**Exercise:** Each line in the entries below that holds the word "normalized" belongs in the answer.

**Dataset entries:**
******
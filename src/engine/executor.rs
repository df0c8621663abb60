//! Execution engine for RBF forecasting.
//!
//! ## Purpose
//!
//! This module provides the executor that runs one fit-and-predict pass. It
//! coordinates the lower layers in a fixed order:
//!
//! ```text
//! validate → clamp → rescale → select → drift → bandwidth → fit → predict
//! ```
//!
//! ## Design notes
//!
//! * **Explicit configuration**: Every parameter travels in an immutable
//!   `RbfConfig`; nothing is process-wide.
//! * **Working copy**: The caller's series is never mutated; rescaling happens
//!   on an owned copy.
//! * **Buffer reuse**: `run_with_buffer` accepts a caller-owned `FitBuffer` so
//!   repeated calls (online mode) avoid reallocating the normal equations.
//! * Generic over `Float` types to support f32 and f64.
//!
//! ## Key concepts
//!
//! * **Clamping**: The center count and the training prefix are clamped to
//!   the series length before use.
//! * **Singular guard**: Coincident centers or a zero bandwidth make the
//!   normal equations rank deficient and are rejected before solving.
//!
//! ## Invariants
//!
//! * No allocation happens before all data-independent and length checks pass.
//! * Identical inputs produce bitwise-identical results.
//!
//! ## Non-goals
//!
//! * This module does not provide multi-step iterated forecasting.
//! * This module does not report in-sample or out-of-sample errors.

// Internal dependencies
use crate::algorithms::drift::DriftRelaxer;
use crate::algorithms::fitting::{FitLinalg, Fitter};
use crate::algorithms::prediction::Predictor;
use crate::algorithms::selection::CenterSelector;
use crate::engine::output::RbfResult;
use crate::engine::validator::Validator;
use crate::math::distance::avdistance;
use crate::math::kernel::GaussianKernel;
use crate::math::scaling::RescaleTransform;
use crate::math::statistics::Statistics;
use crate::primitives::buffer::FitBuffer;
use crate::primitives::embedding::EmbeddedView;
use crate::primitives::errors::RbfError;

// ============================================================================
// Configuration
// ============================================================================

/// Configuration for one RBF fit-and-predict pass.
#[derive(Debug, Clone, Copy, PartialEq, Eq)]
pub struct RbfConfig {
    /// Embedding dimension `D` (at least 1).
    pub dimension: usize,

    /// Embedding delay `L` (at least 1).
    pub delay: usize,

    /// Number of centers `C` (at least 2; clamped to the series length).
    pub centers: usize,

    /// Forecast horizon (at least 1).
    pub step: usize,

    /// Length of the training prefix. `None` uses the whole series.
    pub insample: Option<usize>,

    /// Whether to relax the centers before fitting.
    pub drift: bool,
}

impl Default for RbfConfig {
    fn default() -> Self {
        Self {
            dimension: 2,
            delay: 1,
            centers: 2,
            step: 1,
            insample: None,
            drift: true,
        }
    }
}

impl RbfConfig {
    /// Check every data-independent constraint.
    pub fn validate(&self) -> Result<(), RbfError> {
        Validator::validate_dimension(self.dimension)?;
        Validator::validate_delay(self.delay)?;
        Validator::validate_step(self.step)?;
        Validator::validate_centers(self.centers)?;
        if let Some(insample) = self.insample {
            Validator::validate_insample(insample, 1)?;
        }
        Validator::min_length(self.dimension, self.delay, self.step)?;
        Ok(())
    }

    /// Smallest series this configuration accepts.
    pub fn min_series_len(&self) -> Result<usize, RbfError> {
        Validator::min_length(self.dimension, self.delay, self.step)
    }

    /// Clamp the center count and training prefix to a series of length `len`.
    pub fn clamped(&self, len: usize) -> Self {
        let mut out = *self;

        if self.centers > len {
            log::debug!("Clamping centers from {} to series length {}", self.centers, len);
            out.centers = len;
        }

        let insample = match self.insample {
            Some(n) if n > len => {
                log::debug!("Clamping insample from {n} to series length {len}");
                len
            }
            Some(n) => n,
            None => len,
        };
        out.insample = Some(insample);

        out
    }
}

// ============================================================================
// Executor
// ============================================================================

/// Runs the forecasting pipeline.
pub struct RbfExecutor;

impl RbfExecutor {
    /// Fit the network to `series` and forecast one value.
    pub fn run<T: FitLinalg>(series: &[T], config: &RbfConfig) -> Result<RbfResult<T>, RbfError> {
        let mut buffer = FitBuffer::default();
        Self::run_with_buffer(series, config, &mut buffer)
    }

    /// Same as [`run`](Self::run), accumulating into a caller-owned buffer.
    pub fn run_with_buffer<T: FitLinalg>(
        series: &[T],
        config: &RbfConfig,
        buffer: &mut FitBuffer<T>,
    ) -> Result<RbfResult<T>, RbfError> {
        // Validation
        config.validate()?;
        Validator::validate_series(series)?;
        Validator::validate_length(series.len(), config.dimension, config.delay, config.step)?;

        let config = config.clamped(series.len());
        let min_len = config.min_series_len()?;
        let insample = config.insample.unwrap_or(series.len());
        Validator::validate_insample(insample, min_len)?;

        // Rescale a working copy
        let statistics = Statistics::compute(series);
        let mut normalized = series.to_vec();
        let transform = RescaleTransform::rescale_in_place(&mut normalized)?;
        let view = EmbeddedView::new(&normalized, config.dimension, config.delay)?;

        // Centers
        let mut centers = CenterSelector::select(&view, config.centers);
        let drift = config.drift.then(|| DriftRelaxer::relax(&mut centers));

        let bandwidth = avdistance(&centers);
        if !bandwidth.is_finite() || bandwidth <= T::zero() || centers.has_coincident() {
            return Err(RbfError::SingularSystem {
                size: centers.len() + 1,
            });
        }
        let kernel = GaussianKernel::new(bandwidth);

        // Fit and forecast
        let fit = Fitter::fit(&view, &centers, &kernel, config.step, insample, buffer)?;
        let prediction = Predictor::predict(&view, &centers, &kernel, &fit.coefficients, &transform)?;

        Ok(RbfResult {
            prediction,
            centers,
            bandwidth: kernel.bandwidth(),
            coefficients: fit.coefficients,
            transform,
            statistics,
            training_points: fit.training_points,
            config,
            drift,
        })
    }
}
******
**Solution to the exercise:**
        let mut normalized = series.to_vec();
        let transform = RescaleTransform::rescale_in_place(&mut normalized)?;
        let view = EmbeddedView::new(&normalized, config.dimension, config.delay)?;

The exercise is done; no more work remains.